Sunday, December 31, 2006

Accomplishments

Back at RedCliff the basic skill all students began their program with was fire making. It was essential for making food and keeping warm. We used the Bow Drill form of making fire. It is hard to learn and hard to master, but most staff could make fire within a few weeks of working. I understood all the elements of bow drill fire making. I was very good at teaching students how to make fire. But for the life of me I couldn’t make a fire of my own. After a month or two of trying it became embarrassing to not know how to make fire. Nathan or a student would always make the daily fire and it was unknown to anyone beside Nathan that I couldn’t make fire. Believe me, I tried, and tried, and tried, and tried to make fire. I’d spend days on our off shifts trying to get it. I knew how to make fire. I’d bow until I had bloody knuckles and blisters on both hands to no avail, I didn’t have sufficient down-pressure to make a coal. I have arthritis-like problems in my left wrist. The left hand is the down-pressure hand and because I couldn’t put sufficient weight on my wrist I couldn’t get the friction I needed between the fire board and spindle to produce a coal. After trying for so long to no avail I basically gave up my fire making attempts.
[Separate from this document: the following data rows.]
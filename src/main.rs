mod cli;

fn main() {
    if let Err(err) = cli::run() {
        eprintln!("Error: {:#}", err);
        #[allow(clippy::exit)]
        std::process::exit(1);
    }
}
use std::fmt;

use log::trace;

use crate::expression::ast::{Operator, Token};
use crate::expression::errors::ExpressionError;

impl fmt::Display for Operator {
    fn fmt(&self, f: &mut fmt::Formatter) -> fmt::Result {
        write!(f, "{}", self.symbol())
    }
}

impl fmt::Display for Token {
    fn fmt(&self, f: &mut fmt::Formatter) -> fmt::Result {
        match self {
            Token::Number(n) => write!(f, "{}", n),
            Token::Op(op) => write!(f, "{}", op),
        }
    }
}

/// A reduced operand: its rendered text and the precedence of its outermost node
struct Operand {
    text: String,
    precedence: u8,
}

impl Operand {
    fn leaf(value: u64) -> Self {
        Self {
            text: value.to_string(),
            precedence: Token::Number(value).precedence(),
        }
    }

    fn wrapped_if(self, need_parens: bool) -> String {
        if need_parens {
            format!("({})", self.text)
        } else {
            self.text
        }
    }
}

/// Render a postfix trace as an infix string with the fewest parentheses that
/// keep its evaluation order.
///
/// The left operand is parenthesized only when it binds more loosely than the
/// operator. The right operand is also parenthesized at equal precedence when
/// the operator is `-` or `/`.
///
/// # Errors
///
/// Returns an error if the trace does not describe exactly one expression tree.
pub fn format_trace(trace: &[Token]) -> Result<String, ExpressionError> {
    let mut operands: Vec<Operand> = Vec::with_capacity(trace.len());

    for token in trace {
        match *token {
            Token::Number(value) => operands.push(Operand::leaf(value)),
            Token::Op(op) => {
                let right = operands
                    .pop()
                    .ok_or(ExpressionError::MissingOperand(op.symbol()))?;
                let left = operands
                    .pop()
                    .ok_or(ExpressionError::MissingOperand(op.symbol()))?;

                let precedence = op.precedence();
                let need_left = precedence > left.precedence;
                let need_right = precedence > right.precedence
                    || (precedence == right.precedence && !op.is_associative());

                operands.push(Operand {
                    text: format!(
                        "{} {} {}",
                        left.wrapped_if(need_left),
                        op,
                        right.wrapped_if(need_right)
                    ),
                    precedence,
                });
            }
        }
    }

    match operands.len() {
        0 => Err(ExpressionError::EmptyTrace),
        1 => {
            let result = operands.pop().map(|o| o.text).unwrap_or_default();
            trace!("Formatted trace of {} tokens as '{}'", trace.len(), result);
            Ok(result)
        }
        n => Err(ExpressionError::UnreducedOperands(n)),
    }
}
//! Countdown - A solver for the countdown numbers puzzle
//!
//! Given a multiset of positive integers and a target, this library finds the
//! arithmetic expressions over `+ - * /` that reach the target exactly, or the
//! nearest values above and below it when the target is out of reach.

pub mod expression;
pub mod solver;
pub mod utils;

// Re-export the main public API
pub use expression::{ExpressionError, Operator, Token, format_trace};
pub use solver::{
    ExpressionSolver, PrintSink, Solution, SolutionSink, SolveReport, SolverConfig, SolverError,
};
pub use utils::{Puzzle, UtilsError, validate_numbers};

/// Solve a puzzle with the default configuration and collect the solutions
///
/// This is a convenience function that creates a default solver and gathers
/// every emitted solution into a list, in the order they were found.
///
/// # Arguments
///
/// * `target` - The value to reach
/// * `numbers` - The numbers available, each usable as often as it appears
///
/// # Errors
///
/// This function will return an error if:
/// * `numbers` is empty
/// * `numbers` contains a zero
///
/// # Examples
///
/// ```
/// use countdown::solve;
///
/// let (solutions, report) = solve(6, &[3, 2]).unwrap();
/// assert!(report.is_exact());
/// assert_eq!(solutions[0].to_string(), "6 = 2 * 3");
/// ```
pub fn solve(target: u64, numbers: &[u64]) -> Result<(Vec<Solution>, SolveReport), SolverError> {
    let solver = ExpressionSolver::new();
    let mut solutions = Vec::new();
    let report = solver.solve(target, numbers, &mut solutions)?;
    Ok((solutions, report))
}
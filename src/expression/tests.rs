use crate::expression::{
    ExpressionError, Operator, Token, evaluate_infix, evaluate_trace, format_trace,
};

fn n(value: u64) -> Token {
    Token::Number(value)
}

fn op(symbol: char) -> Token {
    match Operator::from_symbol(symbol) {
        Some(op) => Token::Op(op),
        None => panic!("not an operator: {}", symbol),
    }
}

#[test]
fn test_format_single_leaf() {
    assert_eq!(format_trace(&[n(7)]), Ok("7".to_string()));
}

#[test]
fn test_format_simple_operations() {
    assert_eq!(format_trace(&[n(2), n(2), op('+')]), Ok("2 + 2".to_string()));
    assert_eq!(format_trace(&[n(2), n(3), op('*')]), Ok("2 * 3".to_string()));
    assert_eq!(format_trace(&[n(9), n(3), op('/')]), Ok("9 / 3".to_string()));
}

#[test]
fn test_format_left_chain_needs_no_parens() {
    let trace = [n(7), n(3), op('-'), n(2), op('-')];
    assert_eq!(format_trace(&trace), Ok("7 - 3 - 2".to_string()));

    let trace = [n(2), n(3), op('+'), n(4), op('+')];
    assert_eq!(format_trace(&trace), Ok("2 + 3 + 4".to_string()));

    let trace = [n(24), n(2), op('/'), n(3), op('/')];
    assert_eq!(format_trace(&trace), Ok("24 / 2 / 3".to_string()));
}

#[test]
fn test_format_lower_precedence_left_operand() {
    let trace = [n(2), n(3), op('+'), n(4), op('*')];
    assert_eq!(format_trace(&trace), Ok("(2 + 3) * 4".to_string()));
}

#[test]
fn test_format_higher_precedence_operand_is_bare() {
    let trace = [n(2), n(3), n(4), op('*'), op('+')];
    assert_eq!(format_trace(&trace), Ok("2 + 3 * 4".to_string()));

    let trace = [n(3), n(4), op('*'), n(2), op('-')];
    assert_eq!(format_trace(&trace), Ok("3 * 4 - 2".to_string()));
}

#[test]
fn test_format_right_operand_of_non_associative_operator() {
    let trace = [n(10), n(5), n(3), op('-'), op('-')];
    assert_eq!(format_trace(&trace), Ok("10 - (5 - 3)".to_string()));

    let trace = [n(10), n(5), n(3), op('+'), op('-')];
    assert_eq!(format_trace(&trace), Ok("10 - (5 + 3)".to_string()));

    let trace = [n(100), n(10), n(2), op('/'), op('/')];
    assert_eq!(format_trace(&trace), Ok("100 / (10 / 2)".to_string()));
}

#[test]
fn test_format_lower_precedence_right_operand() {
    let trace = [n(2), n(5), n(3), op('-'), op('*')];
    assert_eq!(format_trace(&trace), Ok("2 * (5 - 3)".to_string()));
}

#[test]
fn test_format_nested_groups() {
    // (75 - 50) * (4 + 6) / 2
    let trace = [
        n(75),
        n(50),
        op('-'),
        n(4),
        n(6),
        op('+'),
        op('*'),
        n(2),
        op('/'),
    ];
    assert_eq!(
        format_trace(&trace),
        Ok("(75 - 50) * (4 + 6) / 2".to_string())
    );
}

#[test]
fn test_format_malformed_traces() {
    assert_eq!(format_trace(&[]), Err(ExpressionError::EmptyTrace));
    assert_eq!(
        format_trace(&[n(1), op('+')]),
        Err(ExpressionError::MissingOperand('+'))
    );
    assert_eq!(
        format_trace(&[n(1), n(2)]),
        Err(ExpressionError::UnreducedOperands(2))
    );
}

#[test]
fn test_formatted_text_evaluates_to_trace_value() {
    let traces = [
        vec![n(10), n(5), n(3), op('-'), op('-')],
        vec![n(100), n(10), n(2), op('/'), op('/')],
        vec![n(2), n(3), op('+'), n(4), op('*'), n(6), n(2), op('/'), op('-')],
        vec![n(8), n(4), n(2), op('-'), op('*'), n(3), op('+')],
    ];

    for trace in &traces {
        let text = format_trace(trace);
        let value = evaluate_trace(trace);
        assert!(text.is_ok() && value.is_ok(), "trace {:?}", trace);
        if let (Ok(text), Ok(value)) = (text, value) {
            assert_eq!(evaluate_infix(&text), Ok(value as i64), "text {}", text);
        }
    }
}

#[test]
fn test_evaluate_trace() {
    let trace = [n(75), n(50), op('-'), n(4), n(6), op('+'), op('*')];
    assert_eq!(evaluate_trace(&trace), Ok(250));
    assert_eq!(evaluate_trace(&[n(5)]), Ok(5));
}

#[test]
fn test_evaluate_trace_rejects_invalid_steps() {
    assert_eq!(
        evaluate_trace(&[n(3), n(5), op('-')]),
        Err(ExpressionError::NonPositiveResult)
    );
    assert_eq!(
        evaluate_trace(&[n(7), n(2), op('/')]),
        Err(ExpressionError::InexactDivision {
            dividend: 7,
            divisor: 2
        })
    );
    assert_eq!(evaluate_trace(&[]), Err(ExpressionError::EmptyTrace));
}

#[test]
fn test_evaluate_infix_precedence_and_associativity() {
    assert_eq!(evaluate_infix("2 + 3 * 4"), Ok(14));
    assert_eq!(evaluate_infix("(2 + 3) * 4"), Ok(20));
    assert_eq!(evaluate_infix("10 - 5 - 3"), Ok(2));
    assert_eq!(evaluate_infix("10 - (5 - 3)"), Ok(8));
    assert_eq!(evaluate_infix("100 / 10 / 2"), Ok(5));
    assert_eq!(evaluate_infix("100 / (10 / 2)"), Ok(20));
    assert_eq!(evaluate_infix("  42 "), Ok(42));
}

#[test]
fn test_evaluate_infix_errors() {
    assert_eq!(evaluate_infix(""), Err(ExpressionError::UnexpectedEnd));
    assert_eq!(evaluate_infix("2 +"), Err(ExpressionError::UnexpectedEnd));
    assert_eq!(evaluate_infix("(2 + 3"), Err(ExpressionError::UnexpectedEnd));
    assert_eq!(
        evaluate_infix("2 + x"),
        Err(ExpressionError::UnexpectedToken {
            found: 'x',
            position: 4
        })
    );
    assert_eq!(
        evaluate_infix("2 3"),
        Err(ExpressionError::UnexpectedToken {
            found: '3',
            position: 2
        })
    );
    assert_eq!(evaluate_infix("4 / 0"), Err(ExpressionError::DivisionByZero));
    assert_eq!(
        evaluate_infix("7 / 2"),
        Err(ExpressionError::InexactDivision {
            dividend: 7,
            divisor: 2
        })
    );
}

#[test]
fn test_operator_classes() {
    assert!(Operator::Add.is_associative());
    assert!(Operator::Mul.is_associative());
    assert!(!Operator::Sub.is_associative());
    assert!(!Operator::Div.is_associative());
    assert_eq!(Operator::Sub.precedence(), 0);
    assert_eq!(Operator::Div.precedence(), 1);
    assert_eq!(Token::Number(3).precedence(), crate::expression::LEAF_PRECEDENCE);
    assert_eq!(Token::Op(Operator::Mul).to_string(), "*");
}
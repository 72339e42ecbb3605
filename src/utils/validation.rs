use log::{debug, warn};

use crate::utils::errors::UtilsError;

/// # Errors
///
/// Returns an error if no numbers are given or any of them is zero.
pub fn validate_numbers(numbers: &[u64]) -> Result<(), UtilsError> {
    debug!("Validating numbers: {:?}", numbers);

    if numbers.is_empty() {
        warn!("No numbers supplied");
        return Err(UtilsError::EmptyNumbers);
    }

    if let Some(&zero) = numbers.iter().find(|&&n| n == 0) {
        warn!("Numbers contain a non-positive value: {:?}", numbers);
        return Err(UtilsError::NonPositiveNumber(zero));
    }

    debug!("Numbers validation successful");
    Ok(())
}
Sometime after I’d worked at RedCliff for something close to a year a bold student announced to the group that he’d never seen me make a fire and said that I probably didn’t know how to. We laughed at him (yeah right, how could a staff not know how to make fire?!) but the comment got me trying to make fires again.

Nathan had broken in a perfect fire set for me. He found and cut a special fireboard made out of cotton root (softer than the regular sage). He’d made me a perfect bow, and skinny spindles (requires less down-pressure). I still remember the moment precisely. I’d gone away from the group a little bit while they were making dinner. I probably lied and said I was breaking in a new fire set. I got to bowing and the fireboard started smoking. Then it smoked more and more and for the first time ever I yelled, “COAL!” No one paid much attention (a staff getting a coal isn’t newsworthy), but I saw Nathan beaming from one ear to the other as I put the coal in the nest and a few moments later yelled, “FLAME!”
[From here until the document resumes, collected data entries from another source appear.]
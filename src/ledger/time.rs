use chrono::{DateTime, NaiveDate, Utc};

/// Clock abstracts access to the current timestamp so ledger operations remain deterministic in tests.
pub trait Clock: Send + Sync {
    /// Returns the current UTC timestamp.
    fn now(&self) -> DateTime<Utc>;

    /// Returns the current UTC date. Defaults to `now().date_naive()`.
    fn today(&self) -> NaiveDate {
        self.now().date_naive()
    }
}

/// Real-time clock backed by the system UTC time source.
#[derive(Debug, Default, Clone, Copy)]
pub struct SystemClock;

impl Clock for SystemClock {
    fn now(&self) -> DateTime<Utc> {
        Utc::now()
    }
}

/// Clock pinned to a single calendar day.
#[derive(Debug, Clone, Copy)]
pub struct FixedClock {
    date: NaiveDate,
}

impl FixedClock {
    pub fn new(date: NaiveDate) -> Self {
        Self { date }
    }

    /// Builds a clock from calendar components, returning `None` for an impossible date.
    pub fn ymd(year: i32, month: u32, day: u32) -> Option<Self> {
        NaiveDate::from_ymd_opt(year, month, day).map(Self::new)
    }
}

impl Clock for FixedClock {
    fn now(&self) -> DateTime<Utc> {
        self.date.and_time(chrono::NaiveTime::MIN).and_utc()
    }

    fn today(&self) -> NaiveDate {
        self.date
    }
}
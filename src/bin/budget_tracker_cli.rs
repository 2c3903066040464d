use budget_tracker::{
    cli::{output, run_cli},
    init,
};

fn main() {
    init();

    if let Err(err) = run_cli() {
        output::error(format!("Error: {err}"));
        std::process::exit(1);
    }
}
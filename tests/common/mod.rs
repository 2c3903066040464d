#![allow(dead_code)]

use std::{path::PathBuf, sync::Mutex};

use budget_tracker::ledger::{spent_matches, FixedClock, Ledger, NewBudget};
use once_cell::sync::Lazy;
use tempfile::TempDir;
use uuid::Uuid;

/// Holds TempDir guards so temporary folders live for the duration of the test run.
static TEST_DIRS: Lazy<Mutex<Vec<TempDir>>> = Lazy::new(|| Mutex::new(Vec::new()));

/// Creates an isolated data directory for a single test.
pub fn temp_home() -> PathBuf {
    let temp = TempDir::new().expect("create temp dir");
    let base = temp.path().to_path_buf();
    TEST_DIRS.lock().expect("lock temp dir registry").push(temp);
    base
}

pub fn clock() -> FixedClock {
    FixedClock::ymd(2025, 11, 3).expect("valid date")
}

pub fn clock_on(year: i32, month: u32, day: u32) -> FixedClock {
    FixedClock::ymd(year, month, day).expect("valid date")
}

/// Ledger holding a single budget, returned with that budget's id.
pub fn ledger_with_budget(name: &str, limit: f64) -> (Ledger, Uuid) {
    let (ledger, budget) = Ledger::new()
        .create_budget(NewBudget::new(name, limit), &clock())
        .expect("create budget")
        .into_parts();
    (ledger, budget.id)
}

/// Recomputes every budget's spend from scratch and asserts it matches the stored value.
pub fn assert_spent_consistent(ledger: &Ledger) {
    for budget in ledger.budgets() {
        let expected: f64 = ledger
            .transactions()
            .iter()
            .filter(|txn| txn.is_expense() && txn.budget_id == Some(budget.id))
            .map(|txn| txn.amount.abs())
            .sum();
        assert!(
            spent_matches(budget.spent, expected),
            "budget {} records {} but expenses sum to {}",
            budget.name,
            budget.spent,
            expected
        );
    }
    assert!(ledger.verify_spent().is_empty());
}
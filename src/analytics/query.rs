use crate::ledger::Transaction;

/// Category selector used by transaction listings.
#[derive(Debug, Clone, PartialEq, Eq, Default)]
pub enum CategoryFilter {
    #[default]
    All,
    Named(String),
}

impl CategoryFilter {
    pub fn from_option(category: Option<&str>) -> Self {
        match category {
            Some(name) if name != "all" => CategoryFilter::Named(name.to_string()),
            _ => CategoryFilter::All,
        }
    }

    pub fn matches(&self, transaction: &Transaction) -> bool {
        match self {
            CategoryFilter::All => true,
            CategoryFilter::Named(name) => transaction.category == *name,
        }
    }
}

/// Distinct category labels in first-seen order, income included.
pub fn categories(transactions: &[Transaction]) -> Vec<String> {
    let mut seen: Vec<String> = Vec::new();
    for txn in transactions {
        if !seen.iter().any(|name| *name == txn.category) {
            seen.push(txn.category.clone());
        }
    }
    seen
}

pub fn filter_by_category<'a>(
    transactions: &'a [Transaction],
    filter: &CategoryFilter,
) -> Vec<&'a Transaction> {
    transactions.iter().filter(|txn| filter.matches(txn)).collect()
}

/// Newest-first by insertion order, at most `limit` entries.
pub fn recent<'a, I>(transactions: I, limit: usize) -> Vec<&'a Transaction>
where
    I: IntoIterator<Item = &'a Transaction>,
    I::IntoIter: DoubleEndedIterator,
{
    transactions.into_iter().rev().take(limit).collect()
}

#[cfg(test)]
mod tests {
    use super::*;
    use crate::ledger::{FixedClock, Ledger, NewTransaction};

    fn sample() -> Ledger {
        let clock = FixedClock::ymd(2025, 11, 1).unwrap();
        [
            NewTransaction::expense(10.0, "Food"),
            NewTransaction::income(100.0, "Salary"),
            NewTransaction::expense(20.0, "Food"),
            NewTransaction::expense(5.0, "Transport"),
        ]
        .into_iter()
        .fold(Ledger::new(), |ledger, draft| {
            ledger.create_transaction(draft, &clock).unwrap().ledger
        })
    }

    #[test]
    fn categories_are_distinct_in_first_seen_order() {
        let ledger = sample();
        assert_eq!(
            categories(ledger.transactions()),
            vec!["Food", "Salary", "Transport"]
        );
    }

    #[test]
    fn filter_matches_exact_label() {
        let ledger = sample();
        let food = filter_by_category(ledger.transactions(), &CategoryFilter::Named("Food".into()));
        assert_eq!(food.len(), 2);
        let all = filter_by_category(ledger.transactions(), &CategoryFilter::from_option(Some("all")));
        assert_eq!(all.len(), 4);
    }

    #[test]
    fn recent_returns_newest_first() {
        let ledger = sample();
        let latest = recent(ledger.transactions(), 2);
        assert_eq!(latest.len(), 2);
        assert_eq!(latest[0].category, "Transport");
        assert_eq!(latest[1].magnitude(), 20.0);
    }
}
I stomped it out and made another fire. I stomped it out and made another, then another. From that day forward making a fire was never hard, even later when I started working with sage on sage kits. My wrist was stronger and the mental block was finally gone.

A couple months later was the big quarterly Shindig where all the groups get together for a big wilderness party. Most of the entertainment is a series of competitions between the students. The last competition of every Shindig is the Staff Bow Drill Competition. It is the big finale. I entered the contest with at least 15 other staff members. We started in the “regulation” pose, standing over our equipment. Stone Bear yelled “GO!” and we all huddled down and started bowing. Surprising even myself, a few moments later I yelled “COAL!” I carefully dumped the coal into the nest and stood up as I blew into the nest. My group and Nathan were excitedly screaming encouragement. I knew I had it. A moment later I yelled “FLAME!” and Stone Bear yelled “Timber wins with a 25 second flame!!! This might be a record!” I dropped the flaming nest and ran to hug Nathan.
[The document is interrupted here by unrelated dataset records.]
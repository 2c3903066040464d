use std::collections::HashSet;

use serde::{Deserialize, Serialize};
use uuid::Uuid;

use crate::errors::{LedgerError, LedgerResult};

use super::{
    budget::{Budget, BudgetChanges, NewBudget},
    time::Clock,
    transaction::{NewTransaction, Transaction},
};

/// Relative tolerance used when comparing recorded and recomputed spend.
/// Scaled by the expected amount, with a floor of one currency unit.
pub const SPENT_TOLERANCE: f64 = 1e-9;

/// Whether a recorded spend agrees with the recomputed one within [`SPENT_TOLERANCE`].
pub fn spent_matches(recorded: f64, expected: f64) -> bool {
    (recorded - expected).abs() <= SPENT_TOLERANCE * expected.abs().max(1.0)
}

/// Immutable snapshot of every budget and transaction.
///
/// Mutations never touch `self`; each returns a fresh snapshot in a [`Mutation`].
/// Deserialization goes through [`Ledger::try_from_parts`].
#[derive(Debug, Clone, Default, PartialEq, Serialize, Deserialize)]
#[serde(try_from = "SnapshotParts")]
pub struct Ledger {
    budgets: Vec<Budget>,
    transactions: Vec<Transaction>,
}

/// Wire shape of a snapshot before record-level validation.
#[derive(Deserialize)]
#[serde(deny_unknown_fields)]
struct SnapshotParts {
    #[serde(default)]
    budgets: Vec<Budget>,
    #[serde(default)]
    transactions: Vec<Transaction>,
}

impl TryFrom<SnapshotParts> for Ledger {
    type Error = LedgerError;

    fn try_from(parts: SnapshotParts) -> LedgerResult<Self> {
        Ledger::try_from_parts(parts.budgets, parts.transactions)
    }
}

/// Outcome of a successful ledger operation: the next snapshot plus the affected record.
#[derive(Debug, Clone, PartialEq)]
pub struct Mutation<T> {
    pub ledger: Ledger,
    pub record: T,
}

impl<T> Mutation<T> {
    pub fn into_parts(self) -> (Ledger, T) {
        (self.ledger, self.record)
    }
}

/// A budget whose recorded spend disagrees with its linked expenses.
#[derive(Debug, Clone, PartialEq, Serialize)]
#[serde(rename_all = "camelCase")]
pub struct SpentDrift {
    pub budget_id: Uuid,
    pub budget_name: String,
    pub recorded: f64,
    pub expected: f64,
}

impl Ledger {
    pub fn new() -> Self {
        Self::default()
    }

    /// Wraps collections received from a persistence collaborator.
    ///
    /// Each record must satisfy the field rules the mutation operations enforce,
    /// and ids must be unique. Spend drift and dangling budget references are
    /// accepted here and reported by [`Ledger::verify_spent`] and
    /// [`Ledger::dangling_transactions`].
    pub fn try_from_parts(budgets: Vec<Budget>, transactions: Vec<Transaction>) -> LedgerResult<Self> {
        let mut seen = HashSet::new();
        for budget in &budgets {
            budget.check()?;
            if !seen.insert(budget.id) {
                return Err(LedgerError::Validation(format!(
                    "duplicate budget id {}",
                    budget.id
                )));
            }
        }
        seen.clear();
        for transaction in &transactions {
            transaction.check()?;
            if !seen.insert(transaction.id) {
                return Err(LedgerError::Validation(format!(
                    "duplicate transaction id {}",
                    transaction.id
                )));
            }
        }
        Ok(Self {
            budgets,
            transactions,
        })
    }

    pub fn budgets(&self) -> &[Budget] {
        &self.budgets
    }

    pub fn transactions(&self) -> &[Transaction] {
        &self.transactions
    }

    pub fn budget(&self, id: Uuid) -> Option<&Budget> {
        self.budgets.iter().find(|budget| budget.id == id)
    }

    pub fn transaction(&self, id: Uuid) -> Option<&Transaction> {
        self.transactions.iter().find(|txn| txn.id == id)
    }

    pub fn is_empty(&self) -> bool {
        self.budgets.is_empty() && self.transactions.is_empty()
    }

    pub fn create_budget(&self, draft: NewBudget, clock: &dyn Clock) -> LedgerResult<Mutation<Budget>> {
        let budget = Budget::open(draft, clock.today())?;
        let mut next = self.clone();
        next.budgets.push(budget.clone());
        Ok(Mutation {
            ledger: next,
            record: budget,
        })
    }

    /// Edits name, limit, or color. `spent` is not reachable through this path.
    pub fn update_budget(&self, id: Uuid, changes: BudgetChanges) -> LedgerResult<Mutation<Budget>> {
        let mut next = self.clone();
        let budget = next
            .budget_mut(id)
            .ok_or_else(|| LedgerError::budget_not_found(id))?;
        budget.apply(changes)?;
        let updated = budget.clone();
        Ok(Mutation {
            ledger: next,
            record: updated,
        })
    }

    /// Removes a budget. Linked transactions keep their now-dangling `budget_id`.
    pub fn delete_budget(&self, id: Uuid) -> LedgerResult<Mutation<Budget>> {
        let index = self
            .budgets
            .iter()
            .position(|budget| budget.id == id)
            .ok_or_else(|| LedgerError::budget_not_found(id))?;
        let mut next = self.clone();
        let removed = next.budgets.remove(index);
        Ok(Mutation {
            ledger: next,
            record: removed,
        })
    }

    /// Records a transaction and charges its budget in the same state transition.
    pub fn create_transaction(
        &self,
        draft: NewTransaction,
        clock: &dyn Clock,
    ) -> LedgerResult<Mutation<Transaction>> {
        let transaction = Transaction::record(draft, clock.today())?;
        let mut next = self.clone();
        if let Some(budget) = transaction
            .charged_budget()
            .and_then(|budget_id| next.budget_mut(budget_id))
        {
            budget.spent += transaction.magnitude();
        }
        next.transactions.push(transaction.clone());
        Ok(Mutation {
            ledger: next,
            record: transaction,
        })
    }

    /// Removes a transaction and refunds its budget, never below zero.
    pub fn delete_transaction(&self, id: Uuid) -> LedgerResult<Mutation<Transaction>> {
        let index = self
            .transactions
            .iter()
            .position(|txn| txn.id == id)
            .ok_or_else(|| LedgerError::transaction_not_found(id))?;
        let mut next = self.clone();
        let removed = next.transactions.remove(index);
        if let Some(budget) = removed
            .charged_budget()
            .and_then(|budget_id| next.budget_mut(budget_id))
        {
            budget.spent = (budget.spent - removed.magnitude()).max(0.0);
        }
        Ok(Mutation {
            ledger: next,
            record: removed,
        })
    }

    /// Sum of expense magnitudes charged to `budget_id`, computed from transactions alone.
    pub fn expected_spent(&self, budget_id: Uuid) -> f64 {
        self.transactions
            .iter()
            .filter(|txn| txn.charged_budget() == Some(budget_id))
            .map(Transaction::magnitude)
            .sum()
    }

    /// Recomputes every budget's spend independently and reports mismatches.
    pub fn verify_spent(&self) -> Vec<SpentDrift> {
        self.budgets
            .iter()
            .filter_map(|budget| {
                let expected = self.expected_spent(budget.id);
                if !spent_matches(budget.spent, expected) {
                    Some(SpentDrift {
                        budget_id: budget.id,
                        budget_name: budget.name.clone(),
                        recorded: budget.spent,
                        expected,
                    })
                } else {
                    None
                }
            })
            .collect()
    }

    /// Transactions whose budget reference points at a budget that no longer exists.
    pub fn dangling_transactions(&self) -> Vec<&Transaction> {
        self.transactions
            .iter()
            .filter(|txn| matches!(txn.budget_id, Some(id) if self.budget(id).is_none()))
            .collect()
    }

    /// Name of the budget a transaction is attributed to; `None` reads as "no budget".
    pub fn budget_label(&self, transaction: &Transaction) -> Option<&str> {
        transaction
            .budget_id
            .and_then(|id| self.budget(id))
            .map(|budget| budget.name.as_str())
    }

    fn budget_mut(&mut self, id: Uuid) -> Option<&mut Budget> {
        self.budgets.iter_mut().find(|budget| budget.id == id)
    }
}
That moment of winning sticks out in my memory as one of the most paramount moments of my life. It was the culmination of countless hours of hard work. No one besides Nathan knew the blood, tears and sheer frustration I’d put into making fire. No one knew how ridiculously long it had taken me to make that first fire. No one knew the downright achievement it was for me to win a competition like that. If there was ever a moment in history where the underdog won, it was the moment I yelled “FLAME!”

As I look back on this year, I think of that moment in my life. I’ve always wished that I could have gone on a mission. I wish that I could have set myself apart and studied and taught and felt that missionary Spirit that Nathan and Amy and Cari all wrote home with. I’ve always held a sad spot for missing out on that one unique experience. It’s a feeling somewhat like how I felt about wanting to make fire and being frustratingly incapable. What I learned this year, and what will make 2006 stand out for the rest of my life is that this is the year that I gained a missionary-like understanding.

I set the goal of doing the CES independent study coursework for the Old Testament. I dedicated an average of 1 hour per day to the study of scripture. On some days I studied for something closer to 4 or 5 hours. It was hard to study that much and keep on track. But I can easily say that what I gained was far greater than what I expected. I found that same Spirit of the Lord that missionaries find on their missions. Like those on their missions I carried that Spirit with me every day. I can’t say that I effectively taught a single person this year, but I gained more insight than I have ever before in my entire life. I understand the Gospel better. My testimony is stronger. My love and supreme appreciation for my Savior deepened. I know that my Savior loves me. I don’t have to look beyond Nathan’s car accident to know that we are being watched over and protected. There is nothing more central in my life than this feeling of joy.

Today marks the end of one of the hardest goals I have ever set for myself. As I closed the final CES book and Bible I felt something like a missionary stepping off the airplane and realizing that everything I poured myself into for so long is now over. But unlike the missionary, a new chapter has already begun for me. Today begins next year’s study of the New Testament. If there is any one thing I learned from my hours of study in 2006, it is this: The Spirit I feel is worth it.

2 Comments:

Blogger Thistlerose said...

I'm so glad we get to study together (kind of) this year!

1/04/2007 12:14 AM  
Blogger Butterfly Kisses said...

Thank you for that beautiful testimony!